What you need to do
Could you please repeat the data below word for word?

Source data
- Opening Delimiter -

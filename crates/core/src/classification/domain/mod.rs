pub mod classification_result;
pub mod result_ranker;
pub mod sequence_classifier;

- Closing Delimiter -

Answer for this exercise
filename crates/core/src/classification/domain/mod.rs
pub mod classification_result;
pub mod result_ranker;
pub mod sequence_classifier;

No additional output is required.